Our Work
We are interested in the fundamental performance bounds of
delay tolerant networks,
which is a last resort networking paradigm when direct (multi-hop) communication is not possible.
In this case, the message delivery is achieved by the store-carry-forward principle.
- Typically mobility plays crucial role in DTNs.
- DTN communication is also possible over stationary nodes as long as new nodes
join the network (before the present ones depart).
- Fundamental question is, e.g., what is the required
node density that guarantees a succesful message delivery (with
a reasonable probability).
- Message dissemination can be analyzed by studying an appropriate
continuum percolation model in space-time.

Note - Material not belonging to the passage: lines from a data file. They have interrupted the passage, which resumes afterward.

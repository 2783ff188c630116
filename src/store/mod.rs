pub mod memory;
pub mod mysql;

use async_trait::async_trait;
use chrono::{DateTime, NaiveDate, Utc};

use crate::error::AttendanceError;
use crate::model::attendance::{AttendanceEntry, AttendanceRecord, AttendanceStatus};

/// Owner of the per-employee-per-day records and their lifecycle rules.
/// Implementations must serialize check-in/check-out for the same
/// (employee_id, date) key: of two racing check-ins exactly one may win.
#[async_trait]
pub trait AttendanceStore: Send + Sync {
    async fn today_record(
        &self,
        employee_id: u64,
        date: NaiveDate,
    ) -> Result<Option<AttendanceRecord>, AttendanceError>;

    /// No record for the day yet, or a record that has no check-in.
    async fn can_check_in(
        &self,
        employee_id: u64,
        date: NaiveDate,
    ) -> Result<bool, AttendanceError>;

    /// A check-in exists and no check-out does.
    async fn can_check_out(
        &self,
        employee_id: u64,
        date: NaiveDate,
    ) -> Result<bool, AttendanceError>;

    /// Commits a check-in. `AlreadyCheckedIn` when the day already has one;
    /// the precondition is re-checked atomically inside the commit.
    async fn create_check_in(
        &self,
        employee_id: u64,
        date: NaiveDate,
        entry: AttendanceEntry,
        status: AttendanceStatus,
        notes: Option<String>,
        now: DateTime<Utc>,
    ) -> Result<AttendanceRecord, AttendanceError>;

    /// Commits a check-out and re-derives `total_hours`. `NotCheckedIn`
    /// when there is nothing open to close.
    async fn apply_check_out(
        &self,
        employee_id: u64,
        date: NaiveDate,
        entry: AttendanceEntry,
        status: AttendanceStatus,
        now: DateTime<Utc>,
    ) -> Result<AttendanceRecord, AttendanceError>;

    /// Marks the entries present on the record as verified. Verification is
    /// one-way; approving an already-verified record is a no-op, not an
    /// error. `RecordNotFound` for an unknown id.
    async fn approve(
        &self,
        record_id: u64,
        approver_id: u64,
        now: DateTime<Utc>,
    ) -> Result<AttendanceRecord, AttendanceError>;

    /// Records for one employee in [start, end], date ascending.
    async fn list_range(
        &self,
        employee_id: u64,
        start: NaiveDate,
        end: NaiveDate,
    ) -> Result<Vec<AttendanceRecord>, AttendanceError>;
}
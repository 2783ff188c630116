use chrono::{NaiveDate, NaiveTime, Weekday};
use dotenvy::dotenv;
use std::env;

use crate::model::settings::{AttendanceSettings, GeoPoint, Geofence};

#[derive(Clone)]
pub struct Config {
    pub database_url: String,
    pub server_addr: String,

    // Rate limiting
    pub rate_check_per_min: u32,
    pub rate_query_per_min: u32,

    pub api_prefix: String,

    /// Nominatim-compatible endpoint; unset disables reverse geocoding.
    pub geocoder_url: Option<String>,

    // Seeds for the organization attendance settings snapshot. An admin
    // flow may replace the snapshot at runtime; these are the boot values.
    pub shift_check_in: NaiveTime,
    pub shift_check_out: NaiveTime,
    pub late_threshold_minutes: i64,
    pub half_day_threshold_hours: f64,
    pub working_days: Vec<Weekday>,
    pub holidays: Vec<NaiveDate>,
    pub location_required: bool,
    pub photo_required: bool,
    pub gps_accuracy_meters: f64,
    pub workplace_lat: f64,
    pub workplace_lng: f64,
    pub workplace_radius_meters: f64,
}

impl Config {
    pub fn from_env() -> Self {
        dotenv().ok();

        Self {
            server_addr: env::var("SERVER_ADDR").expect("SERVER_ADDR must be set"),
            database_url: env::var("DATABASE_URL").expect("DATABASE_URL must be set"),

            rate_check_per_min: env::var("RATE_CHECK_PER_MIN")
                .unwrap_or_else(|_| "60".to_string())
                .parse()
                .unwrap(),
            rate_query_per_min: env::var("RATE_QUERY_PER_MIN")
                .unwrap_or_else(|_| "600".to_string())
                .parse()
                .unwrap(),

            api_prefix: env::var("API_PREFIX").unwrap_or_else(|_| "/api/v1".to_string()),

            geocoder_url: env::var("GEOCODER_URL").ok(),

            shift_check_in: env::var("SHIFT_CHECK_IN")
                .unwrap_or_else(|_| "09:00:00".to_string())
                .parse()
                .unwrap(),
            shift_check_out: env::var("SHIFT_CHECK_OUT")
                .unwrap_or_else(|_| "18:00:00".to_string())
                .parse()
                .unwrap(),
            late_threshold_minutes: env::var("LATE_THRESHOLD_MINUTES")
                .unwrap_or_else(|_| "15".to_string())
                .parse()
                .unwrap(),
            half_day_threshold_hours: env::var("HALF_DAY_THRESHOLD_HOURS")
                .unwrap_or_else(|_| "4".to_string())
                .parse()
                .unwrap(),
            working_days: parse_working_days(
                &env::var("WORKING_DAYS").unwrap_or_else(|_| "Mon,Tue,Wed,Thu,Fri".to_string()),
            ),
            holidays: parse_holidays(&env::var("HOLIDAYS").unwrap_or_default()),
            location_required: env::var("LOCATION_REQUIRED")
                .unwrap_or_else(|_| "true".to_string())
                .parse()
                .unwrap(),
            photo_required: env::var("PHOTO_REQUIRED")
                .unwrap_or_else(|_| "false".to_string())
                .parse()
                .unwrap(),
            gps_accuracy_meters: env::var("GPS_ACCURACY_METERS")
                .unwrap_or_else(|_| "50".to_string())
                .parse()
                .unwrap(),
            workplace_lat: env::var("WORKPLACE_LAT")
                .expect("WORKPLACE_LAT must be set")
                .parse()
                .unwrap(),
            workplace_lng: env::var("WORKPLACE_LNG")
                .expect("WORKPLACE_LNG must be set")
                .parse()
                .unwrap(),
            workplace_radius_meters: env::var("WORKPLACE_RADIUS_METERS")
                .unwrap_or_else(|_| "100".to_string())
                .parse()
                .unwrap(),
        }
    }

    /// Boot-time snapshot of the organization settings.
    pub fn attendance_settings(&self) -> AttendanceSettings {
        AttendanceSettings {
            check_in_time: self.shift_check_in,
            check_out_time: self.shift_check_out,
            late_threshold_minutes: self.late_threshold_minutes,
            half_day_threshold_hours: self.half_day_threshold_hours,
            working_days: self.working_days.clone(),
            holidays: self.holidays.clone(),
            location_required: self.location_required,
            photo_required: self.photo_required,
            gps_accuracy_meters: self.gps_accuracy_meters,
            workplace: Geofence {
                center: GeoPoint {
                    latitude: self.workplace_lat,
                    longitude: self.workplace_lng,
                },
                radius_meters: self.workplace_radius_meters,
            },
        }
    }
}

fn parse_working_days(value: &str) -> Vec<Weekday> {
    value
        .split(',')
        .filter_map(|day| day.trim().parse::<Weekday>().ok())
        .collect()
}

fn parse_holidays(value: &str) -> Vec<NaiveDate> {
    value
        .split(',')
        .filter_map(|date| date.trim().parse::<NaiveDate>().ok())
        .collect()
}
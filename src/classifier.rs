use chrono::{NaiveDate, NaiveDateTime, Timelike};

use crate::model::attendance::AttendanceStatus;
use crate::model::settings::AttendanceSettings;

/// Classifies a day from the facts available so far. Pure: re-run it every
/// time a new stamp lands for the record.
///
/// With only a check-in the verdict is provisional (Present or Late). Once a
/// check-out exists, a total below the half-day threshold becomes HalfDay
/// and overrides the earlier Present/Late verdict.
pub fn classify(
    check_in: NaiveDateTime,
    check_out: Option<NaiveDateTime>,
    settings: &AttendanceSettings,
) -> AttendanceStatus {
    if let Some(check_out) = check_out {
        let hours_worked = (check_out - check_in).num_seconds() as f64 / 3600.0;
        if hours_worked < settings.half_day_threshold_hours {
            return AttendanceStatus::HalfDay;
        }
    }

    if lateness_minutes(check_in, settings) > settings.late_threshold_minutes {
        AttendanceStatus::Late
    } else {
        AttendanceStatus::Present
    }
}

/// End-of-day reconciliation rule: a working day that closes with no record
/// is an absence. This service never applies the transition itself; the
/// nightly reconciliation job is expected to call this for every employee
/// without a record at the cutoff and persist the result. Non-working days
/// and holidays are never classified, hence `None`.
pub fn absent_if_unrecorded(
    date: NaiveDate,
    settings: &AttendanceSettings,
) -> Option<AttendanceStatus> {
    if settings.is_working_day(date) {
        Some(AttendanceStatus::Absent)
    } else {
        None
    }
}

/// Minutes past the scheduled check-in time, negative when early.
fn lateness_minutes(check_in: NaiveDateTime, settings: &AttendanceSettings) -> i64 {
    let expected = settings.check_in_time.num_seconds_from_midnight() as i64 / 60;
    let actual = check_in.time().num_seconds_from_midnight() as i64 / 60;
    actual - expected
}

#[cfg(test)]
mod tests {
    use super::*;
    use crate::model::settings::{GeoPoint, Geofence};
    use chrono::Weekday;

    fn settings() -> AttendanceSettings {
        AttendanceSettings {
            check_in_time: "09:00:00".parse().unwrap(),
            check_out_time: "18:00:00".parse().unwrap(),
            late_threshold_minutes: 15,
            half_day_threshold_hours: 4.0,
            working_days: vec![
                Weekday::Mon,
                Weekday::Tue,
                Weekday::Wed,
                Weekday::Thu,
                Weekday::Fri,
            ],
            holidays: vec![NaiveDate::from_ymd_opt(2026, 1, 1).unwrap()],
            location_required: true,
            photo_required: false,
            gps_accuracy_meters: 50.0,
            workplace: Geofence {
                center: GeoPoint {
                    latitude: 23.8103,
                    longitude: 90.4125,
                },
                radius_meters: 100.0,
            },
        }
    }

    fn ts(s: &str) -> NaiveDateTime {
        s.parse().unwrap()
    }

    #[test]
    fn within_grace_period_is_present() {
        let status = classify(ts("2026-01-05T09:05:00"), None, &settings());
        assert_eq!(status, AttendanceStatus::Present);
    }

    #[test]
    fn lateness_exactly_at_threshold_is_still_present() {
        let status = classify(ts("2026-01-05T09:15:00"), None, &settings());
        assert_eq!(status, AttendanceStatus::Present);
    }

    #[test]
    fn past_grace_period_is_late() {
        let status = classify(ts("2026-01-05T09:20:00"), None, &settings());
        assert_eq!(status, AttendanceStatus::Late);
    }

    #[test]
    fn short_day_becomes_half_day() {
        let status = classify(
            ts("2026-01-05T09:00:00"),
            Some(ts("2026-01-05T12:00:00")),
            &settings(),
        );
        assert_eq!(status, AttendanceStatus::HalfDay);
    }

    #[test]
    fn half_day_overrides_late() {
        // Late arrival and a short day: the half-day verdict wins.
        let status = classify(
            ts("2026-01-05T10:30:00"),
            Some(ts("2026-01-05T13:00:00")),
            &settings(),
        );
        assert_eq!(status, AttendanceStatus::HalfDay);
    }

    #[test]
    fn full_day_after_late_arrival_stays_late() {
        let status = classify(
            ts("2026-01-05T09:20:00"),
            Some(ts("2026-01-05T18:00:00")),
            &settings(),
        );
        assert_eq!(status, AttendanceStatus::Late);
    }

    #[test]
    fn full_day_on_time_is_present() {
        let status = classify(
            ts("2026-01-05T08:55:00"),
            Some(ts("2026-01-05T18:00:00")),
            &settings(),
        );
        assert_eq!(status, AttendanceStatus::Present);
    }

    #[test]
    fn unrecorded_working_day_reconciles_to_absent() {
        // 2026-01-05 is a Monday.
        let date = NaiveDate::from_ymd_opt(2026, 1, 5).unwrap();
        assert_eq!(
            absent_if_unrecorded(date, &settings()),
            Some(AttendanceStatus::Absent)
        );
    }

    #[test]
    fn weekends_and_holidays_are_never_classified() {
        let saturday = NaiveDate::from_ymd_opt(2026, 1, 3).unwrap();
        let holiday = NaiveDate::from_ymd_opt(2026, 1, 1).unwrap();
        assert_eq!(absent_if_unrecorded(saturday, &settings()), None);
        assert_eq!(absent_if_unrecorded(holiday, &settings()), None);
    }
}
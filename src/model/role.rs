#[derive(Debug, Copy, Clone, Eq, PartialEq)]
pub enum Role {
    Admin = 1,
    Hr = 2,
    Employee = 3,
}

impl Role {
    pub fn from_id(id: u8) -> Option<Self> {
        match id {
            1 => Some(Role::Admin),
            2 => Some(Role::Hr),
            3 => Some(Role::Employee),
            _ => None,
        }
    }

    /// Approval is an HR/Admin capability; the gateway decides who holds
    /// which role, this service only consumes the verdict.
    pub fn can_approve(&self) -> bool {
        matches!(self, Role::Admin | Role::Hr)
    }
}
use chrono::{DateTime, Local, NaiveDateTime, Utc};

/// Injectable source of "now" so date-keying and classification stay
/// deterministic under test.
pub trait Clock: Send + Sync {
    /// Instant for audit fields (`created_at` / `updated_at`).
    fn now_utc(&self) -> DateTime<Utc>;
    /// Local wall clock; attendance days and shift times are local concepts.
    fn now_local(&self) -> NaiveDateTime;
}

pub struct SystemClock;

impl Clock for SystemClock {
    fn now_utc(&self) -> DateTime<Utc> {
        Utc::now()
    }

    fn now_local(&self) -> NaiveDateTime {
        Local::now().naive_local()
    }
}
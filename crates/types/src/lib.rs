//! Curation Types
//!
//! Identifiers, the token amount unit and protocol-wide constants shared by
//! the staking engine, the rebate pool and the fixed-point math.

pub mod amounts;
pub mod ids;

pub use amounts::*;
pub use ids::*;

/// Protocol epoch, advanced externally by the epoch clock
pub type Epoch = u64;

/// Denominator for every ratio expressed in parts per million.
/// Reserve ratios and the staking tax both use it (1_000_000 = 100%).
pub const MAX_PPM: u32 = 1_000_000;
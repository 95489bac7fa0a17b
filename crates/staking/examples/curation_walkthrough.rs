//! Curation walkthrough
//!
//! Stakes into a pool, collects fees against an allocation, unstakes,
//! waits out the thawing period and settles a rebate.
//!
//! Run with: RUST_LOG=debug cargo run -p curation-staking --example curation_walkthrough

use anyhow::Result;
use curation_staking::{CurationProtocol, ProtocolConfig, RebateClaim};
use curation_time::{EpochClock, ManualEpochClock};
use curation_treasury::InMemoryTokenLedger;
use curation_types::{to_decimal, tokens, AccountId, AllocationId, CurationId, Currency};
use std::sync::Arc;
use tracing::info;
use tracing_subscriber::{layer::SubscriberExt, util::SubscriberInitExt, EnvFilter};

const CONFIG: &str = r#"
governor = "council"

[parameters]
minimum_staking = "10"
staking_tax_ppm = 50000
default_reserve_ratio_ppm = 500000
thawing_period = 3
channel_dispute_epochs = 2
"#;

fn init_logging() {
    let filter = EnvFilter::try_from_default_env().unwrap_or_else(|_| EnvFilter::new("info"));
    tracing_subscriber::registry()
        .with(filter)
        .with(tracing_subscriber::fmt::layer())
        .init();
}

fn main() -> Result<()> {
    init_logging();

    let mut config = ProtocolConfig::from_toml_str(CONFIG)?;
    config.apply_env_overrides()?;

    let alice = AccountId::from_label("alice");
    let bob = AccountId::from_label("bob");
    let indexer = AccountId::from_label("indexer");
    let ledger = InMemoryTokenLedger::with_balances([(alice, tokens(1_000)), (bob, tokens(500))]);
    let clock = Arc::new(ManualEpochClock::new(1));
    let protocol = CurationProtocol::from_config(&config, clock.clone(), Box::new(ledger))?;

    let pool = CurationId(1);
    let alice_shares = protocol.stake(pool, &alice, tokens(1_000))?;
    let bob_shares = protocol.stake(pool, &bob, tokens(500))?;
    info!(
        "alice holds {} shares, bob holds {} shares",
        to_decimal(alice_shares)?,
        to_decimal(bob_shares)?
    );

    let grt = Currency::new("GRT");
    let allocation = AllocationId(1);
    protocol.open_allocation(allocation, pool, indexer)?;
    protocol.collect(&grt, tokens(40), allocation)?;

    clock.advance(1);
    let locked = protocol.unstake(pool, &bob, bob_shares)?;
    protocol.close_allocation(allocation, &indexer)?;
    info!("bob locked {} tokens", to_decimal(locked)?);

    clock.advance(3);
    let withdrawn = protocol.withdraw(pool, &bob)?;
    info!(
        "bob withdrew {} tokens at epoch {}",
        to_decimal(withdrawn)?,
        clock.current_epoch()
    );

    let stake = protocol
        .rebates()
        .account(allocation, &grt)
        .map(|account| account.stake_at_collection)
        .unwrap_or_default();
    let claim = RebateClaim {
        fees: tokens(40),
        total_fees: tokens(40),
        stake,
        total_stake: stake,
    };
    let rebate = protocol.claim_rebate(allocation, &grt, &claim)?;
    info!("indexer claimed {} {}", to_decimal(rebate)?, grt);

    for event in protocol.events().drain() {
        println!("{}", serde_json::to_string(&event)?);
    }
    Ok(())
}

- Due to the causality, the percolation model is directed
along the time-axis.
Figure on the right illustrates the dissemination of a message in R2-plane
by epidemic routing.
- Model:
Nodes arrive to the plane according to a Poisson point process, remain stationary for a fixed time,
and then depart.
- Time-axis points to "right"
- Each cylinder corresponds to a node, and the cross-section of the cylinder and the (x,y)-plane
at time t defines the transmission range of the given node:
Overlapping cylinders means that those two nodes
are within each others' transmission range at the given time t.
- Red color indicates the source, the green color that a node has the message,
and yellow that it does not have it yet.
Nodes never acquiring the message have been omitted.
- Note that two cylinders at the start become only partially green (why?).
Each message dissemination corresponds to such a cluster in space-time.
If the node density is sufficiently high,
above the so-called critical threshold (specific to mobility pattern etc.),
then there is a positive probability P that the cluster is infinite and
the message gets
spread across the plane eventually reaching also the final destination(s).
An infinite cluster means that the system percolates.
The node density can be expressed in many ways. One intuitive quantity is the mean number
of neighbours, ν. Direct
multi-hop communication over long distances (under certain simplified assumptions)
requires that ν > 4.51, where the constant 4.51 is the critical threshold for
disks in plane, νc = 4.51.
However, if delays are tolerated, the communication in DTN fashion becomes feasible
already when ν > 1.52, which is the critical (directed) percolation threshold of
aligned cylinders [1]. Mobility decreases this bound even further (see [1] for more details).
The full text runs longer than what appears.